Problem statement:
Reproduce all the entries, matching the original word for word.
+++ Extracted information
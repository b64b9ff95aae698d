use std::time::Duration;

use reqwest::{Client, ClientBuilder, Error};

/// Keep a stable product token so upstream API gateways can whitelist requests.
pub const APP_USER_AGENT: &str = concat!("SportsCatalog/", env!("CARGO_PKG_VERSION"));

const CONNECT_TIMEOUT: Duration = Duration::from_secs(15);

pub fn apply_default_user_agent(builder: ClientBuilder) -> ClientBuilder {
    builder.user_agent(APP_USER_AGENT)
}

pub fn build_http_client(builder: ClientBuilder) -> Result<Client, Error> {
    apply_default_user_agent(builder)
        .connect_timeout(CONNECT_TIMEOUT)
        .build()
}

#[cfg(test)]
mod tests {
    use super::APP_USER_AGENT;

    #[test]
    fn app_user_agent_matches_package_version() {
        assert_eq!(
            APP_USER_AGENT,
            concat!("SportsCatalog/", env!("CARGO_PKG_VERSION"))
        );
    }
}
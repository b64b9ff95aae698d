use std::fmt::Display;

use axum::extract::Multipart;
use serde::de::DeserializeOwned;

use crate::domain::models::image::ImageFile;
use crate::infrastructure::logging::logger;
use crate::presentation::errors::CommandError;

pub const FORM_FIELD: &str = "form";
pub const IMAGE_FIELD: &str = "image";

pub fn log_command(command: impl AsRef<str>) {
    logger::debug(&format!("Command: {}", command.as_ref()));
}

pub fn map_command_error<E>(context: impl AsRef<str>) -> impl FnOnce(E) -> CommandError
where
    E: Display + Into<CommandError>,
{
    let context = context.as_ref().to_string();

    move |error| {
        logger::error(&format!("{}: {}", context, error));
        error.into()
    }
}

/// A create or edit form as submitted over multipart
pub struct Submission<F> {
    pub form: F,
    pub image: Option<ImageFile>,
}

/// Read the `form` JSON part and the optional `image` file part.
///
/// A missing form part counts as an empty form, and an empty file part as no
/// image, so both end up in the regular required-field checks.
pub async fn read_submission<F: DeserializeOwned>(
    mut multipart: Multipart,
) -> Result<Submission<F>, CommandError> {
    let mut form_json: Option<String> = None;
    let mut image = None;

    while let Some(field) = multipart
        .next_field()
        .await
        .map_err(|error| CommandError::BadRequest(format!("Invalid multipart data: {}", error)))?
    {
        let name = field.name().map(str::to_string);
        match name.as_deref() {
            Some(FORM_FIELD) => {
                let text = field.text().await.map_err(|error| {
                    CommandError::BadRequest(format!("Invalid form part: {}", error))
                })?;
                form_json = Some(text);
            }
            Some(IMAGE_FIELD) => {
                let file_name = field.file_name().unwrap_or("image").to_string();
                let bytes = field.bytes().await.map_err(|error| {
                    CommandError::BadRequest(format!("Invalid image part: {}", error))
                })?;
                if !bytes.is_empty() {
                    image = Some(ImageFile::new(file_name, bytes));
                }
            }
            other => logger::debug(&format!("Ignoring multipart field {:?}", other)),
        }
    }

    let form_json = form_json.unwrap_or_else(|| "{}".to_string());
    let form = serde_json::from_str::<F>(&form_json)
        .map_err(|error| CommandError::BadRequest(format!("Invalid form: {}", error)))?;

    Ok(Submission { form, image })
}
++++++
Worked solution:
repository b64b9ff95aae698d
use std::time::Duration;

use reqwest::{Client, ClientBuilder, Error};

/// Keep a stable product token so upstream API gateways can whitelist requests.
pub const APP_USER_AGENT: &str = concat!("SportsCatalog/", env!("CARGO_PKG_VERSION"));

const CONNECT_TIMEOUT: Duration = Duration::from_secs(15);

pub fn apply_default_user_agent(builder: ClientBuilder) -> ClientBuilder {
    builder.user_agent(APP_USER_AGENT)
}

pub fn build_http_client(builder: ClientBuilder) -> Result<Client, Error> {
    apply_default_user_agent(builder)
        .connect_timeout(CONNECT_TIMEOUT)
        .build()
}

#[cfg(test)]
mod tests {
    use super::APP_USER_AGENT;

    #[test]
    fn app_user_agent_matches_package_version() {
        assert_eq!(
            APP_USER_AGENT,
            concat!("SportsCatalog/", env!("CARGO_PKG_VERSION"))
        );
    }
}
repository b64b9ff95aae698d
use std::fmt::Display;

use axum::extract::Multipart;
use serde::de::DeserializeOwned;

use crate::domain::models::image::ImageFile;
use crate::infrastructure::logging::logger;
use crate::presentation::errors::CommandError;

pub const FORM_FIELD: &str = "form";
pub const IMAGE_FIELD: &str = "image";

pub fn log_command(command: impl AsRef<str>) {
    logger::debug(&format!("Command: {}", command.as_ref()));
}

pub fn map_command_error<E>(context: impl AsRef<str>) -> impl FnOnce(E) -> CommandError
where
    E: Display + Into<CommandError>,
{
    let context = context.as_ref().to_string();

    move |error| {
        logger::error(&format!("{}: {}", context, error));
        error.into()
    }
}

/// A create or edit form as submitted over multipart
pub struct Submission<F> {
    pub form: F,
    pub image: Option<ImageFile>,
}

/// Read the `form` JSON part and the optional `image` file part.
///
/// A missing form part counts as an empty form, and an empty file part as no
/// image, so both end up in the regular required-field checks.
pub async fn read_submission<F: DeserializeOwned>(
    mut multipart: Multipart,
) -> Result<Submission<F>, CommandError> {
    let mut form_json: Option<String> = None;
    let mut image = None;

    while let Some(field) = multipart
        .next_field()
        .await
        .map_err(|error| CommandError::BadRequest(format!("Invalid multipart data: {}", error)))?
    {
        let name = field.name().map(str::to_string);
        match name.as_deref() {
            Some(FORM_FIELD) => {
                let text = field.text().await.map_err(|error| {
                    CommandError::BadRequest(format!("Invalid form part: {}", error))
                })?;
                form_json = Some(text);
            }
            Some(IMAGE_FIELD) => {
                let file_name = field.file_name().unwrap_or("image").to_string();
                let bytes = field.bytes().await.map_err(|error| {
                    CommandError::BadRequest(format!("Invalid image part: {}", error))
                })?;
                if !bytes.is_empty() {
                    image = Some(ImageFile::new(file_name, bytes));
                }
            }
            other => logger::debug(&format!("Ignoring multipart field {:?}", other)),
        }
    }

    let form_json = form_json.unwrap_or_else(|| "{}".to_string());
    let form = serde_json::from_str::<F>(&form_json)
        .map_err(|error| CommandError::BadRequest(format!("Invalid form: {}", error)))?;

    Ok(Submission { form, image })
}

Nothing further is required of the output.